Task objective:
The lines below starting at the line containing "filename src/voxel/mod.rs" and ending at the line containing "over zero triangles" are to be repeated exactly, with both ends kept and nothing else added.
### Information given ###
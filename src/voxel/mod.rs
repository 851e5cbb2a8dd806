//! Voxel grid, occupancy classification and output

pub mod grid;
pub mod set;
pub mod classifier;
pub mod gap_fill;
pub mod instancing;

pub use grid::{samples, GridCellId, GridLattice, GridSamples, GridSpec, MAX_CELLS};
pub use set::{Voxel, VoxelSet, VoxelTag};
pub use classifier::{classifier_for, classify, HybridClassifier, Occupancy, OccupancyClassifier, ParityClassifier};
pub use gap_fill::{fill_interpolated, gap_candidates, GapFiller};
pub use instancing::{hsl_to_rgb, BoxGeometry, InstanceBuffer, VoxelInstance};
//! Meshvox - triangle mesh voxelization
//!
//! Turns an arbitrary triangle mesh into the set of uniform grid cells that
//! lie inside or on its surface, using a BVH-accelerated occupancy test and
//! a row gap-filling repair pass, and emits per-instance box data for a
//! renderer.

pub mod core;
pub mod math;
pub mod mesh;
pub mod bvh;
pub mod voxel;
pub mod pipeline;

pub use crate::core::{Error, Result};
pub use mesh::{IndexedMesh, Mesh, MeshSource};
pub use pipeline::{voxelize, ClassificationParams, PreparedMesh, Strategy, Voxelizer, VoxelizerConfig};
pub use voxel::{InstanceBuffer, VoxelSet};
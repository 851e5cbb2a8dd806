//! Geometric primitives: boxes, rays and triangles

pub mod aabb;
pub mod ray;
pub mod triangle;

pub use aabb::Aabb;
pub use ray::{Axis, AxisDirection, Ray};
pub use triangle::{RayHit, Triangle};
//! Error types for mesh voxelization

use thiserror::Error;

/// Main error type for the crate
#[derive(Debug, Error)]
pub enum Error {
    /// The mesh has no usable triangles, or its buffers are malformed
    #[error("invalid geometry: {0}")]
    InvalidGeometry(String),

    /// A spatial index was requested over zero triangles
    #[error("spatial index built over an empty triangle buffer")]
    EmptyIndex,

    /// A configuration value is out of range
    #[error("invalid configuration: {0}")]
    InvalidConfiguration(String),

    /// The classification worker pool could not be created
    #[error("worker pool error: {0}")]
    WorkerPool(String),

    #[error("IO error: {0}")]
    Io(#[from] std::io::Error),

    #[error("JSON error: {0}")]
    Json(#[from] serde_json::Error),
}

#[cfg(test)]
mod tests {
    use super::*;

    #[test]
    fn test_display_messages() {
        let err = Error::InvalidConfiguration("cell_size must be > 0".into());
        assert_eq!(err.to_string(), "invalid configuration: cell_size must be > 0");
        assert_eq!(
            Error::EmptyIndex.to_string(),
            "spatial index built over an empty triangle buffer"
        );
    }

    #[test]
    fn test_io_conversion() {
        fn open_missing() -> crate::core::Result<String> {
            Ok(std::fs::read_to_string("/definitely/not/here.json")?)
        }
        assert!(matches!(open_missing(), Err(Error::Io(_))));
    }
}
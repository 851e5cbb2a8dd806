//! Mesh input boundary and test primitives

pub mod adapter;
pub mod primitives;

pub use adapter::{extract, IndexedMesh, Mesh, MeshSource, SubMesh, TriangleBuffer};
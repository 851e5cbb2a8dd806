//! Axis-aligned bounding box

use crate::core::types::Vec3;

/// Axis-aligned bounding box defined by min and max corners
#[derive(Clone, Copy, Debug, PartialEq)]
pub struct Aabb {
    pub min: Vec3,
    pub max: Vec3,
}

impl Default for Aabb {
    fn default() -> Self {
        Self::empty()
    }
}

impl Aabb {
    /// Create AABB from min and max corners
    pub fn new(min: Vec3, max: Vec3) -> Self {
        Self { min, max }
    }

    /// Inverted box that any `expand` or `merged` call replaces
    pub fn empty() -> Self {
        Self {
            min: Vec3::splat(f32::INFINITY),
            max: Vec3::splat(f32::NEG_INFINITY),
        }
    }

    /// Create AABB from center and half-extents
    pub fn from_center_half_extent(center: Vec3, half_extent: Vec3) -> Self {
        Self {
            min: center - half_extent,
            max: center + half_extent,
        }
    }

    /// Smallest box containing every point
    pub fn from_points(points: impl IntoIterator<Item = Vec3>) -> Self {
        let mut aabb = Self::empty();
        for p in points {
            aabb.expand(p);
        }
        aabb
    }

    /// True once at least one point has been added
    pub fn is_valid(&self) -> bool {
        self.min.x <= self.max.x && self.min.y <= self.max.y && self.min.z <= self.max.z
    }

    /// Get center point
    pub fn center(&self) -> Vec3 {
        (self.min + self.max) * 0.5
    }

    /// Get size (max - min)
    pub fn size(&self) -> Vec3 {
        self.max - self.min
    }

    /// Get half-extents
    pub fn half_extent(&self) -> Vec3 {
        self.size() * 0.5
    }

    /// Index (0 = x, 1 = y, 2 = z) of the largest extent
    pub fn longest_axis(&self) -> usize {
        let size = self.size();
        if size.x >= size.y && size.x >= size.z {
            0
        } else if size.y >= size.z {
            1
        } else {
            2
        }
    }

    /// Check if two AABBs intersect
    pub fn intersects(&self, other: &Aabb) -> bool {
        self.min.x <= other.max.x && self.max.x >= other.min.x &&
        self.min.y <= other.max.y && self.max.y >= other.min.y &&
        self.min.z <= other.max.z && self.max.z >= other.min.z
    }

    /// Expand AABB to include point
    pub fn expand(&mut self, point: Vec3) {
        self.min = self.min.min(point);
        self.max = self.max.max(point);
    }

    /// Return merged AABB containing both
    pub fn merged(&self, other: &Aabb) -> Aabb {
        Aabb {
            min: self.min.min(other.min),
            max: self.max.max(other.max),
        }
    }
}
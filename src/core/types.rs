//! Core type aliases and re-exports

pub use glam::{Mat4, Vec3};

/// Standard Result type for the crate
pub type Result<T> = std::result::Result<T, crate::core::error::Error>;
###
### Information given ###
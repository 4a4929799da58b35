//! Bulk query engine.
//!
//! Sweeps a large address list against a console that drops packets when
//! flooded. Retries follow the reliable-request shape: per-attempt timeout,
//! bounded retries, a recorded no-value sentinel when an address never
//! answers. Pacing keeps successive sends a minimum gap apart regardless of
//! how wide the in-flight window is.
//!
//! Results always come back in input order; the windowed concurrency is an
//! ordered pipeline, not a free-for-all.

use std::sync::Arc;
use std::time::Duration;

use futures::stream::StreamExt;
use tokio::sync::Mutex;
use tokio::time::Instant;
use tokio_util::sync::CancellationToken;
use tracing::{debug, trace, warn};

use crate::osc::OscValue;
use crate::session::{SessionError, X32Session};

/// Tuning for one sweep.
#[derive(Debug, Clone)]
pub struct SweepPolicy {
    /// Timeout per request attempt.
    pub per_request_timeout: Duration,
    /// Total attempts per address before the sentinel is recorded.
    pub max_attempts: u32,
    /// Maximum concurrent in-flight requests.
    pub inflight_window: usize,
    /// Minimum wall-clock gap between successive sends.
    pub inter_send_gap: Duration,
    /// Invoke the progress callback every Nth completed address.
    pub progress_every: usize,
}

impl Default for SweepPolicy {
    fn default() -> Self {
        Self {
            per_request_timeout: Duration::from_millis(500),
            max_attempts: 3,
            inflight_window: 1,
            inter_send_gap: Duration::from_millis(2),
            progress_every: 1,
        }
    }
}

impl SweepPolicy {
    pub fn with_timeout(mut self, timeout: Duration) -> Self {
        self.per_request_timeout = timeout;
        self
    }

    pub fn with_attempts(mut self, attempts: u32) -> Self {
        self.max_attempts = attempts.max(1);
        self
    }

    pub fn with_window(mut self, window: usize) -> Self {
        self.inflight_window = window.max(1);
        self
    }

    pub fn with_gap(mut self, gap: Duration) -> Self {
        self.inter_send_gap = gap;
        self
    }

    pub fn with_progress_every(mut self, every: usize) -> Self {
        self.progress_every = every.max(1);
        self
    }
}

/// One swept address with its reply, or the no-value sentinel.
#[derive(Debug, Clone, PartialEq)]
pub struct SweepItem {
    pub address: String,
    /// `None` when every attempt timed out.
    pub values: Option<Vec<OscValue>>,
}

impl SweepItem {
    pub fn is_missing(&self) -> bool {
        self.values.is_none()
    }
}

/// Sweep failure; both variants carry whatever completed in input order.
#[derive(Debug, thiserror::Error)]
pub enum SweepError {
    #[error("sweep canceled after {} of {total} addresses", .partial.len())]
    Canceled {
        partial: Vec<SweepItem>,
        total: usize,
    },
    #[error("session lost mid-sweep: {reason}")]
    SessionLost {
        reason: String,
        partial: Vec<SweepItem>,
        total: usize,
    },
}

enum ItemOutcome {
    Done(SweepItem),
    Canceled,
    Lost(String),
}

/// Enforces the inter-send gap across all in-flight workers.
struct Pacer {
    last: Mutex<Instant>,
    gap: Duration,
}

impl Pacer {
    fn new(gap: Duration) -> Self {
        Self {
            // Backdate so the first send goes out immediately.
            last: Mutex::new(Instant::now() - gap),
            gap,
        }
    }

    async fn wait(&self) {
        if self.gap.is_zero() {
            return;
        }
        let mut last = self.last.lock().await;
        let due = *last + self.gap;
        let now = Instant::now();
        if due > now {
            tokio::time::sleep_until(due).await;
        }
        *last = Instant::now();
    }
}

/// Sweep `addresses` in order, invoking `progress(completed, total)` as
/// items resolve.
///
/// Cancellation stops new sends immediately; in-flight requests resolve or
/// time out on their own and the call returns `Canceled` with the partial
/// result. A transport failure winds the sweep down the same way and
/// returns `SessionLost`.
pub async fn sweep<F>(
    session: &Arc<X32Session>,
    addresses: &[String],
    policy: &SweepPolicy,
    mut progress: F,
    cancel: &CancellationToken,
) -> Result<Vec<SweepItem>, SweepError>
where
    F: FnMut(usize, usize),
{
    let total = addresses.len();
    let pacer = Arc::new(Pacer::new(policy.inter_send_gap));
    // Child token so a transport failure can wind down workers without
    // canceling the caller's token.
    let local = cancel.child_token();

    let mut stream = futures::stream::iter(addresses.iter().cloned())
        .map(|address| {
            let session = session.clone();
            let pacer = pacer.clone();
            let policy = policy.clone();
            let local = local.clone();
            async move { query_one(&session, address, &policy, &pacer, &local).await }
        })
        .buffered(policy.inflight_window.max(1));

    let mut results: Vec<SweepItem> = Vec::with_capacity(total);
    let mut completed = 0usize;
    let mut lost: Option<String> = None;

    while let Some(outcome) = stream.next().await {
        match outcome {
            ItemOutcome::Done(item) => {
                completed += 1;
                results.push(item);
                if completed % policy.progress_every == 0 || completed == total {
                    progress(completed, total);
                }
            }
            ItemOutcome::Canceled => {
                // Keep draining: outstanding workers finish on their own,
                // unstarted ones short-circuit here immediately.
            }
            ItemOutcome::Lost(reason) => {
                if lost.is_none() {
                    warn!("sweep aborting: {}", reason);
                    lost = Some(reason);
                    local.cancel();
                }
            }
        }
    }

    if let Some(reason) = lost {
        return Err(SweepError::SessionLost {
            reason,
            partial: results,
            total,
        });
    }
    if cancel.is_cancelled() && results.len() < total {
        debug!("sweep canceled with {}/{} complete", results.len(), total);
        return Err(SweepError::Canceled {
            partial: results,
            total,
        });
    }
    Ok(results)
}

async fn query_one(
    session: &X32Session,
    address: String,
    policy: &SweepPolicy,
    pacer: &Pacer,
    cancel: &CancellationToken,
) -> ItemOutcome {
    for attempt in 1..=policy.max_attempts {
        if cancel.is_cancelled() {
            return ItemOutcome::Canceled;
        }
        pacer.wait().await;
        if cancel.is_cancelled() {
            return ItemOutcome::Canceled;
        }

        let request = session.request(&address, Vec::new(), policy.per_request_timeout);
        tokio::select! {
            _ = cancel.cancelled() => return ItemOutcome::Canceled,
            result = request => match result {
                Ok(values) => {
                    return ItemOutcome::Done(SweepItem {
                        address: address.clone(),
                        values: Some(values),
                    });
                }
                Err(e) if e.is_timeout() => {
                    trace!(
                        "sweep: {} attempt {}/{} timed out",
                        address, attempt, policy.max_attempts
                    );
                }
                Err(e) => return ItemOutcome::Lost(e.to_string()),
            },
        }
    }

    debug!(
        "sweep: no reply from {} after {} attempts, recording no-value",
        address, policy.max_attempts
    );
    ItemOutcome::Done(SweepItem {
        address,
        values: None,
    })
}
###
### Information given ###
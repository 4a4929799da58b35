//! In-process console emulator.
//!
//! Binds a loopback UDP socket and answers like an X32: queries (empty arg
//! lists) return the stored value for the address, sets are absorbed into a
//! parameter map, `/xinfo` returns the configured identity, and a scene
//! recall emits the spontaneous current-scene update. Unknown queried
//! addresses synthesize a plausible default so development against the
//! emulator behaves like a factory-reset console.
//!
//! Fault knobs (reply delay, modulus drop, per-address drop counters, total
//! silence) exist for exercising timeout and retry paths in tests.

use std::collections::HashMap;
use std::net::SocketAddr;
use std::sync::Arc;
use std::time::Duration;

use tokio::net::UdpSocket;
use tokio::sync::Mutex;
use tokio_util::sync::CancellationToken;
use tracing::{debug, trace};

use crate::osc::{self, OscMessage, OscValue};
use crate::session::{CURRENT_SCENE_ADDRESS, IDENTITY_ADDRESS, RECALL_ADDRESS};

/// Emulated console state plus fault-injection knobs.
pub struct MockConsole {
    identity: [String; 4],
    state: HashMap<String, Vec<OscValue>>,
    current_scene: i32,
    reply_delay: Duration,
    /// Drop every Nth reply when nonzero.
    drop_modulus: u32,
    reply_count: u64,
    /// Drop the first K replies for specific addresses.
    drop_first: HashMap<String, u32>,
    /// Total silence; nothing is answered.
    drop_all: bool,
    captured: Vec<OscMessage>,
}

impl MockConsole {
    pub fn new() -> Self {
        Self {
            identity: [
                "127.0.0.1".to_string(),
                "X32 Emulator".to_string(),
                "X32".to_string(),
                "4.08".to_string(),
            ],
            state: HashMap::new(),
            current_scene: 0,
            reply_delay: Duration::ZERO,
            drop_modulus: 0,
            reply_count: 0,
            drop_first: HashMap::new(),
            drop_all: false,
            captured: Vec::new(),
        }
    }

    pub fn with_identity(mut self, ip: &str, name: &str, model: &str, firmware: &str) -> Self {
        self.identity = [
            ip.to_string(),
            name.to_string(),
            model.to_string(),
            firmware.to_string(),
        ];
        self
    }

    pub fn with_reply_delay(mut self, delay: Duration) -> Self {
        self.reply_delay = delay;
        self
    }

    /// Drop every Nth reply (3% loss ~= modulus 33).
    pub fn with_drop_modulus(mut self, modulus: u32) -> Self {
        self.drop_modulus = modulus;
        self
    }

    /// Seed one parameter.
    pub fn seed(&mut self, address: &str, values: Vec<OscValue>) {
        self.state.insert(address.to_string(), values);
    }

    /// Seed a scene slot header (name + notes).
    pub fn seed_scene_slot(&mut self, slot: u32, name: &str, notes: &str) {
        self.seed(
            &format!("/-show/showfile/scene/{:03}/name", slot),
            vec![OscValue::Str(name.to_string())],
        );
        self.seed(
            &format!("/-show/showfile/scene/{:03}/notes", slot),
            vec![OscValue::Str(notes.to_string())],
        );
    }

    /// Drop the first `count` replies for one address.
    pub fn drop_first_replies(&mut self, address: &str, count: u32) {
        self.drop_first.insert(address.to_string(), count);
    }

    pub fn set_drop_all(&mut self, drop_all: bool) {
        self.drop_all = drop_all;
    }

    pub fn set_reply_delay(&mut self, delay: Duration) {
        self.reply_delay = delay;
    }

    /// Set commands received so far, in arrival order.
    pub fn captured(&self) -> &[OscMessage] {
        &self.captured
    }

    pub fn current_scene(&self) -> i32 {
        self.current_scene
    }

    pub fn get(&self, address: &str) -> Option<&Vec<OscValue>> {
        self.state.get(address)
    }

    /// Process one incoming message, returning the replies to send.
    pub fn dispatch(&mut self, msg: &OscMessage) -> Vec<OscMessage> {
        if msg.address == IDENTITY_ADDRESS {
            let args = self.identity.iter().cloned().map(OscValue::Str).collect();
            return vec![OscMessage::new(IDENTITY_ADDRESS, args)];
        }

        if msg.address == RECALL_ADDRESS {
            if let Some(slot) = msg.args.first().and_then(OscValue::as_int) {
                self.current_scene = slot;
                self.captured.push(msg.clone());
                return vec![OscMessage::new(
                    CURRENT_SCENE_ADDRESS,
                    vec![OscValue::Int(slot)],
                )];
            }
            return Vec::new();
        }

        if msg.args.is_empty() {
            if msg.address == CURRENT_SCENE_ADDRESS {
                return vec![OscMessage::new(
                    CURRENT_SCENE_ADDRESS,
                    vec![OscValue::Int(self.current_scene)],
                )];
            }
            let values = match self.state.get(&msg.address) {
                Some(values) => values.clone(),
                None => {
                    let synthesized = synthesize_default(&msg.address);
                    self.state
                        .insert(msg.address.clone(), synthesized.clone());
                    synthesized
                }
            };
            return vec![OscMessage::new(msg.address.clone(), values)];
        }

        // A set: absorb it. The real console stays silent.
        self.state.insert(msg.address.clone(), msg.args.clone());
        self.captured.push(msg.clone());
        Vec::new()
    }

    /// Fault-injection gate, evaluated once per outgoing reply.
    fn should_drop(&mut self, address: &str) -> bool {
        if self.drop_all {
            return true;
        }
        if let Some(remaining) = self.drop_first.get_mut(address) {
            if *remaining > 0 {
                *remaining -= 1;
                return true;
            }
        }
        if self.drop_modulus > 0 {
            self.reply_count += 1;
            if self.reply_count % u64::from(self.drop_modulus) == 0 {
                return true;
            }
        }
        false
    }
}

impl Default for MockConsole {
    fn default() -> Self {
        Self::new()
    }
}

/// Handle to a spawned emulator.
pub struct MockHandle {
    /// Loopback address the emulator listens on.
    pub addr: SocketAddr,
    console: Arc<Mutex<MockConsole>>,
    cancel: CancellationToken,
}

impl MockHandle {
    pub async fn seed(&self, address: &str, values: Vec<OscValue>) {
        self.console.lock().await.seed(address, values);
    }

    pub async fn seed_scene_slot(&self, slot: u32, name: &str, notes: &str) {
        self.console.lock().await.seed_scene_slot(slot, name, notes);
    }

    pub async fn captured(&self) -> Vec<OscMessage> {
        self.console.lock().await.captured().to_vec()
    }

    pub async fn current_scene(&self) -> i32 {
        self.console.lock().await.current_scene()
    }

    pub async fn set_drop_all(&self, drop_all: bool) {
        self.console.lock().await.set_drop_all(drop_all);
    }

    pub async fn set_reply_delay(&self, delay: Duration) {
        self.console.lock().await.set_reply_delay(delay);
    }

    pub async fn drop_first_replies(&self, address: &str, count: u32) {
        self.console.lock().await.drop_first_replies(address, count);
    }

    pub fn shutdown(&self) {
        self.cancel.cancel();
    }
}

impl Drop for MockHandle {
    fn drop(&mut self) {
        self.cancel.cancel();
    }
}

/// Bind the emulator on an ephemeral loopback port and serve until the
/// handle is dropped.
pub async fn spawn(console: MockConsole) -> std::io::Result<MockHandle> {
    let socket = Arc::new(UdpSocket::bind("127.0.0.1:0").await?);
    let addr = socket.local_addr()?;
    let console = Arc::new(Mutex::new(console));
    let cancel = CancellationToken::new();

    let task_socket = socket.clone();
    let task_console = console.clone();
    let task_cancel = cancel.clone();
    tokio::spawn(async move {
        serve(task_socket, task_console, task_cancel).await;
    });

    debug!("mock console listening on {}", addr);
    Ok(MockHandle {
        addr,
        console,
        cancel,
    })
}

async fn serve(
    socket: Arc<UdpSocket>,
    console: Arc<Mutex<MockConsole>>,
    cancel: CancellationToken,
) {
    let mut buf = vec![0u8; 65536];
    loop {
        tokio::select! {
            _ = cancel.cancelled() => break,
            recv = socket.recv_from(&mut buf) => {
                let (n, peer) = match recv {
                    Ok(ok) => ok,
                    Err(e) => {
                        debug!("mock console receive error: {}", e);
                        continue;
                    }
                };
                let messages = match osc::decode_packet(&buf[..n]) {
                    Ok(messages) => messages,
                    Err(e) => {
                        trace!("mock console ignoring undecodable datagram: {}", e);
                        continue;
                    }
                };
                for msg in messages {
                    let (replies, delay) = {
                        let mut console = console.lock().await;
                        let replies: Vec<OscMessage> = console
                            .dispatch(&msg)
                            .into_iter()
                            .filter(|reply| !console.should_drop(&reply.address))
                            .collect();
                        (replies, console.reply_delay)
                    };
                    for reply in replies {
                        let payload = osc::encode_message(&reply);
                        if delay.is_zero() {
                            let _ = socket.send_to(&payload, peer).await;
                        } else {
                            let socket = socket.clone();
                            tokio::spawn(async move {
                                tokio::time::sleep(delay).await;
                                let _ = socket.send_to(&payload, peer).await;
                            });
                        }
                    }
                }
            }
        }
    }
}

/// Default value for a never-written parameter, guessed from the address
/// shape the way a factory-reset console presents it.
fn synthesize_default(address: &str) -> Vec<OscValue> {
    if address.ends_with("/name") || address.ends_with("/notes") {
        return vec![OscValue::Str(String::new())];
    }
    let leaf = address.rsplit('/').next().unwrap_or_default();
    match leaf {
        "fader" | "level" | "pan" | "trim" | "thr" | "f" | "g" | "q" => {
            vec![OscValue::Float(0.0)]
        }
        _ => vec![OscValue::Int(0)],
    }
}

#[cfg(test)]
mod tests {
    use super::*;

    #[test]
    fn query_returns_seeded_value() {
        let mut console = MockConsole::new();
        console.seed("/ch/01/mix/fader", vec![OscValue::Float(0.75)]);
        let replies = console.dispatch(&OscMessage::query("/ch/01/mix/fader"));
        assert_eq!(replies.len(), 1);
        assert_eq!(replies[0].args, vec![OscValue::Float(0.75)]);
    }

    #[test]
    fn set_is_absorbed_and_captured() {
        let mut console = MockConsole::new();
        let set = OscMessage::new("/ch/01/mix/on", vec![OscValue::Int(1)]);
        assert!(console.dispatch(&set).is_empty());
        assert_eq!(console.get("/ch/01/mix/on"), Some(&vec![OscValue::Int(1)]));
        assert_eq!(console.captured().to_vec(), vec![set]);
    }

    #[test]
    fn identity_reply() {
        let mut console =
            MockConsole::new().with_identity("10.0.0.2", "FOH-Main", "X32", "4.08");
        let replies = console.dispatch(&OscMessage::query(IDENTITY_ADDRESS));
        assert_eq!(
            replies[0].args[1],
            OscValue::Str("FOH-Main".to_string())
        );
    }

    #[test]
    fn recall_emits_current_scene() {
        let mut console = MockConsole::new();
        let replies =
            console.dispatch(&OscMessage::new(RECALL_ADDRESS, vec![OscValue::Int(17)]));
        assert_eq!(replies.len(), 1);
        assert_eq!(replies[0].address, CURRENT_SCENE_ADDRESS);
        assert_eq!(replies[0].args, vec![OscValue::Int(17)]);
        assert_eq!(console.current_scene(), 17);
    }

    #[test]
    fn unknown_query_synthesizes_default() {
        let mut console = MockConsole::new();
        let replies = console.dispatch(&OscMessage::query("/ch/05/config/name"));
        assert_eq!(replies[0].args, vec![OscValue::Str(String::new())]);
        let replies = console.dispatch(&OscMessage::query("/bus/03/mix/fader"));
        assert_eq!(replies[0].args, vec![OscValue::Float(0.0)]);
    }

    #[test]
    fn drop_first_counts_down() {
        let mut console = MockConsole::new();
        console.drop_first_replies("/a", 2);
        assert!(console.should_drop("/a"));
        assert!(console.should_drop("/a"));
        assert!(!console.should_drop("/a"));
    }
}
###
Written answer:
filename src/voxel/mod.rs
repository 851e5cbb2a8dd806
//! Voxel grid, occupancy classification and output

pub mod grid;
pub mod set;
pub mod classifier;
pub mod gap_fill;
pub mod instancing;

pub use grid::{samples, GridCellId, GridLattice, GridSamples, GridSpec, MAX_CELLS};
pub use set::{Voxel, VoxelSet, VoxelTag};
pub use classifier::{classifier_for, classify, HybridClassifier, Occupancy, OccupancyClassifier, ParityClassifier};
pub use gap_fill::{fill_interpolated, gap_candidates, GapFiller};
pub use instancing::{hsl_to_rgb, BoxGeometry, InstanceBuffer, VoxelInstance};
//! Meshvox - triangle mesh voxelization
//!
//! Turns an arbitrary triangle mesh into the set of uniform grid cells that
//! lie inside or on its surface, using a BVH-accelerated occupancy test and
//! a row gap-filling repair pass, and emits per-instance box data for a
//! renderer.

pub mod core;
pub mod math;
pub mod mesh;
pub mod bvh;
pub mod voxel;
pub mod pipeline;

pub use crate::core::{Error, Result};
pub use mesh::{IndexedMesh, Mesh, MeshSource};
pub use pipeline::{voxelize, ClassificationParams, PreparedMesh, Strategy, Voxelizer, VoxelizerConfig};
pub use voxel::{InstanceBuffer, VoxelSet};
repository 851e5cbb2a8dd806
//! Geometric primitives: boxes, rays and triangles

pub mod aabb;
pub mod ray;
pub mod triangle;

pub use aabb::Aabb;
pub use ray::{Axis, AxisDirection, Ray};
pub use triangle::{RayHit, Triangle};
//! Error types for mesh voxelization

use thiserror::Error;

/// Main error type for the crate
#[derive(Debug, Error)]
pub enum Error {
    /// The mesh has no usable triangles, or its buffers are malformed
    #[error("invalid geometry: {0}")]
    InvalidGeometry(String),

    /// A spatial index was requested over zero triangles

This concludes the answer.